** MATERIAL TO PROCESS **
/// A container in the document: the document root, a Part or a Subpart.
///
/// Used both as the parent of a node and as the base reference of a
/// percentage special line. Serialized as `global`, `part:<id>` or
/// `subpart:<id>`.
#[derive(Debug, Clone, PartialEq, Eq, Hash, PartialOrd, Ord, Serialize, Deserialize)]
#[serde(try_from = "String", into = "String")]
pub enum Scope {
    Global,
    Part(NodeId),
    Subpart(NodeId),
}

impl Scope {
    /// Nesting depth of the scope (0 for the document root).
    pub fn depth(&self) -> usize {
        match self {
            Scope::Global => 0,
            Scope::Part(_) => 1,
            Scope::Subpart(_) => 2,
        }
    }

    /// Whether a node of `kind` may live directly inside this scope.
    pub fn accepts(&self, kind: NodeKind) -> bool {
        matches!(
            (self, kind),
            (_, NodeKind::SpecialLine)
                | (Scope::Global, NodeKind::Part)
                | (Scope::Part(_), NodeKind::Subpart)
                | (Scope::Subpart(_), NodeKind::DetailLine)
        )
    }

    /// Id of the node that owns this scope, `None` for the root.
    pub fn owner(&self) -> Option<&NodeId> {
        match self {
            Scope::Global => None,
            Scope::Part(id) | Scope::Subpart(id) => Some(id),
        }
    }

    /// Short name of the scope kind (`global`, `part`, `subpart`).
    pub fn kind_name(&self) -> &'static str {
        match self {
            Scope::Global => "global",
            Scope::Part(_) => "part",
            Scope::Subpart(_) => "subpart",
        }
    }
}

impl fmt::Display for Scope {
    fn fmt(&self, f: &mut fmt::Formatter<'_>) -> fmt::Result {
        match self {
            Scope::Global => f.write_str("global"),
            Scope::Part(id) => write!(f, "part:{id}"),
            Scope::Subpart(id) => write!(f, "subpart:{id}"),
        }
    }
}

impl FromStr for Scope {
    type Err = EngineError;

    fn from_str(s: &str) -> Result<Self> {
        let s = s.trim();
        if s == "global" {
            return Ok(Scope::Global);
        }
        match s.split_once(':') {
            Some(("part", id)) => Ok(Scope::Part(id.parse()?)),
            Some(("subpart", id)) => Ok(Scope::Subpart(id.parse()?)),
            _ => Err(EngineError::LoadError(format!("Invalid scope '{s}'"))),
        }
    }
}

impl TryFrom<String> for Scope {
    type Error = EngineError;

    fn try_from(s: String) -> Result<Self> {
        s.parse()
    }
}

impl From<Scope> for String {
    fn from(scope: Scope) -> Self {
        scope.to_string()
    }
}

/// Kind tag of a node, without its data.
#[derive(Debug, Clone, Copy, PartialEq, Eq, Hash, Serialize, Deserialize)]
#[serde(rename_all = "snake_case")]
pub enum NodeKind {
    Part,
    Subpart,
    DetailLine,
    SpecialLine,
}

impl NodeKind {
    pub fn as_str(&self) -> &'static str {
        match self {
            NodeKind::Part => "part",
            NodeKind::Subpart => "subpart",
            NodeKind::DetailLine => "detail_line",
            NodeKind::SpecialLine => "special_line",
        }
    }
}

impl fmt::Display for NodeKind {
    fn fmt(&self, f: &mut fmt::Formatter<'_>) -> fmt::Result {
        f.write_str(self.as_str())
    }
}

/// Effect of a special line on the running total of its scope.
#[derive(Debug, Clone, Copy, PartialEq, Eq, Hash, Serialize, Deserialize)]
#[serde(rename_all = "snake_case")]
pub enum SpecialKind {
    Addition,
    Reduction,
    /// Informational only, shows the running total at its position
    Display,
}

impl SpecialKind {
    /// Sign applied to the line amount: `+1`, `-1`, or `0` for display lines.
    pub fn sign(&self) -> f64 {
        match self {
            SpecialKind::Addition => 1.0,
            SpecialKind::Reduction => -1.0,
            SpecialKind::Display => 0.0,
        }
    }
}

/// How a special line's `value` is interpreted.
#[derive(Debug, Clone, Copy, PartialEq, Eq, Hash, Serialize, Deserialize)]
#[serde(rename_all = "snake_case")]
pub enum ValueType {
    Fixed,
    Percentage,
}

fn default_true() -> bool {
    true
}

fn is_true(b: &bool) -> bool {
    *b
}

fn is_zero(v: &f64) -> bool {
    *v == 0.0
}

/// Top-level section of a quote.
#[derive(Debug, Clone, PartialEq, Serialize, Deserialize)]
pub struct Part {
    pub id: NodeId,
    #[serde(default)]
    pub title: String,
    pub position: f64,
    /// Informational headers are left unnumbered
    #[serde(default = "default_true", skip_serializing_if = "is_true")]
    pub numbered: bool,
    #[serde(skip)]
    pub(crate) seq: u64,
}

impl Part {
    pub fn new(id: impl Into<NodeId>, title: impl Into<String>) -> Self {
        Self {
            id: id.into(),
            title: title.into(),
            position: 0.0,
            numbered: true,
            seq: 0,
        }
    }

    pub fn unnumbered(mut self) -> Self {
        self.numbered = false;
        self
    }

    pub fn at(mut self, position: f64) -> Self {
        self.position = position;
        self
    }
}

/// Section of a Part.
#[derive(Debug, Clone, PartialEq, Serialize, Deserialize)]
pub struct Subpart {
    pub id: NodeId,
    pub part: NodeId,
    #[serde(default)]
    pub title: String,
    pub position: f64,
    #[serde(default = "default_true", skip_serializing_if = "is_true")]
    pub numbered: bool,
    #[serde(skip)]
    pub(crate) seq: u64,
}

impl Subpart {
    pub fn new(id: impl Into<NodeId>, part: impl Into<NodeId>, title: impl Into<String>) -> Self {
        Self {
            id: id.into(),
            part: part.into(),
            title: title.into(),
            position: 0.0,
            numbered: true,
            seq: 0,
        }
    }

    pub fn unnumbered(mut self) -> Self {
        self.numbered = false;
        self
    }

    pub fn at(mut self, position: f64) -> Self {
        self.position = position;
        self
    }
}

/// Costed line of a Subpart.
///
/// The unit price is either `price_override`, or derived from labor and
/// material cost with fixed-rate and margin percentages on top. When both
/// cost components are zero, `manual_base_price` stands in for their sum.
#[derive(Debug, Clone, PartialEq, Serialize, Deserialize)]
pub struct DetailLine {
    pub id: NodeId,
    pub subpart: NodeId,
    #[serde(default)]
    pub designation: String,
    #[serde(default, skip_serializing_if = "Option::is_none")]
    pub unit: Option<String>,
    pub position: f64,
    #[serde(default)]
    pub quantity: f64,
    #[serde(default, skip_serializing_if = "Option::is_none")]
    pub price_override: Option<f64>,
    #[serde(default, skip_serializing_if = "is_zero")]
    pub labor_cost: f64,
    #[serde(default, skip_serializing_if = "is_zero")]
    pub material_cost: f64,
    #[serde(default, skip_serializing_if = "is_zero")]
    pub fixed_rate_pct: f64,
    #[serde(default, skip_serializing_if = "is_zero")]
    pub margin_pct: f64,
    #[serde(default, skip_serializing_if = "is_zero")]
    pub manual_base_price: f64,
    #[serde(skip)]
    pub(crate) seq: u64,
}

impl DetailLine {
    /// Line with an explicit unit price.
    pub fn new(
        id: impl Into<NodeId>,
        subpart: impl Into<NodeId>,
        designation: impl Into<String>,
        quantity: f64,
        unit_price: f64,
    ) -> Self {
        Self {
            id: id.into(),
            subpart: subpart.into(),
            designation: designation.into(),
            unit: None,
            position: 0.0,
            quantity,
            price_override: Some(unit_price),
            labor_cost: 0.0,
            material_cost: 0.0,
            fixed_rate_pct: 0.0,
            margin_pct: 0.0,
            manual_base_price: 0.0,
            seq: 0,
        }
    }

    /// Replace the explicit price with cost components.
    pub fn with_costs(mut self, labor: f64, material: f64, fixed_rate_pct: f64, margin_pct: f64) -> Self {
        self.price_override = None;
        self.labor_cost = labor;
        self.material_cost = material;
        self.fixed_rate_pct = fixed_rate_pct;
        self.margin_pct = margin_pct;
        self
    }

    pub fn with_manual_base_price(mut self, price: f64) -> Self {
        self.manual_base_price = price;
        self
    }

    pub fn with_unit(mut self, unit: impl Into<String>) -> Self {
        self.unit = Some(unit.into());
        self
    }

    pub fn at(mut self, position: f64) -> Self {
        self.position = position;
        self
    }
}

/// Cross-cutting adjustment attached to a scope.
#[derive(Debug, Clone, PartialEq, Serialize, Deserialize)]
pub struct SpecialLine {
    pub id: NodeId,
    pub scope: Scope,
    #[serde(default)]
    pub label: String,
    pub position: f64,
    pub kind: SpecialKind,
    pub value_type: ValueType,
    #[serde(default)]
    pub value: f64,
    /// Scope whose raw amount is the percentage base (percentage lines only)
    #[serde(default, skip_serializing_if = "Option::is_none")]
    pub base_ref: Option<Scope>,
    #[serde(skip)]
    pub(crate) seq: u64,
}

** EXERCISE DESCRIPTION **
Retype the records above exactly, from their first line through the line that contains "(_, NodeKind::SpecialLine)", and stop there.

** RESULT OF THE EXERCISE **
/// A container in the document: the document root, a Part or a Subpart.
///
/// Used both as the parent of a node and as the base reference of a
/// percentage special line. Serialized as `global`, `part:<id>` or
/// `subpart:<id>`.
#[derive(Debug, Clone, PartialEq, Eq, Hash, PartialOrd, Ord, Serialize, Deserialize)]
#[serde(try_from = "String", into = "String")]
pub enum Scope {
    Global,
    Part(NodeId),
    Subpart(NodeId),
}

impl Scope {
    /// Nesting depth of the scope (0 for the document root).
    pub fn depth(&self) -> usize {
        match self {
            Scope::Global => 0,
            Scope::Part(_) => 1,
            Scope::Subpart(_) => 2,
        }
    }

    /// Whether a node of `kind` may live directly inside this scope.
    pub fn accepts(&self, kind: NodeKind) -> bool {
        matches!(
            (self, kind),
            (_, NodeKind::SpecialLine)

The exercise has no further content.